En otro orden de cosas, en la inseguridad ciudadana, también debemos poner el mayor acento, porque gran parte de ella se debe al narcotráfico, uno de los mayores flagelos que afecta a todas las sociedades, y que aquí ha crecido exponencialmente de la mano de los Kirchner y de su gerente, el inefable Anímal. Hace años, la prensa brasileña publicó una entrevista a un jefe narco preso, en la cual éste emitió una sentencia definitiva: «ustedes ya perdieron»; la justificó explicando que, como los adictos y sus proveedores más pobres no valen nada, ya que la muerte los espera en cada esquina de la mano de una bala o una sobredosis, tampoco podían valorar la vida de los demás.

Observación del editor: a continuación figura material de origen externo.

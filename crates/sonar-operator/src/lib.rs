//! SonarQube operator
//!
//! Watches the SonarQube custom resources and converges the entities they
//! describe on the referenced SonarQube server:
//!
//! - `SonarQube`: connection and health of one server
//! - `SonarGroup`, `SonarUser`: accounts, memberships, global permissions
//! - `SonarPermissionTemplate`: templates and their group permissions
//! - `SonarQualityGate`, `SonarQualityProfile`: analysis rules
//! - `SonarProject`: projects and their quality gate

#![deny(missing_docs)]

pub mod config;
pub mod connection;
pub mod controller;
pub mod health;
pub mod registry;
pub mod store;

#[cfg(test)]
mod fake;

Más que en Colombia, México es el espejo en el que debemos adivinar nuestro futuro si no encaramos ya mismo el problema. Si no lo contenemos, si seguimos mirando para otro lado, pronto veremos matanzas masivas y cadáveres mutilados colgando de los puentes; porque las guerras que se desatan entre los carteles por el control de los territorios, siempre se libran en el terreno del terror. Las villas 1-11-14 y 31 porteñas, y las que rodean a Rosario y a Córdoba ya son una pequeña muestra de ese porvenir.

Las policías, en general, están ya corrompidas, aunque destacan la bonaerense y la santafecina, pero no están solas; también este gigantesco negocio ha comprado a jueces y a fiscales. Quienes luchan en su contra carecen de los medios adecuados para combatir: inteligencia, radares, armamento, personal especializado, juzgados y, sobre todo, leyes adecuadas. Faltan muchas cosas, y sobran tentaciones. También en este terreno debemos diseñar políticas de estado. Por ejemplo, la tan mentada «ley de derribo», aplicable a los aviones que se nieguen a obedecer órdenes de aterrizaje, ha sido en Brasil un factor de disuasión: está vigente, pero nunca tuvo que ser aplicada porque nadie se arriesga a hacerlo.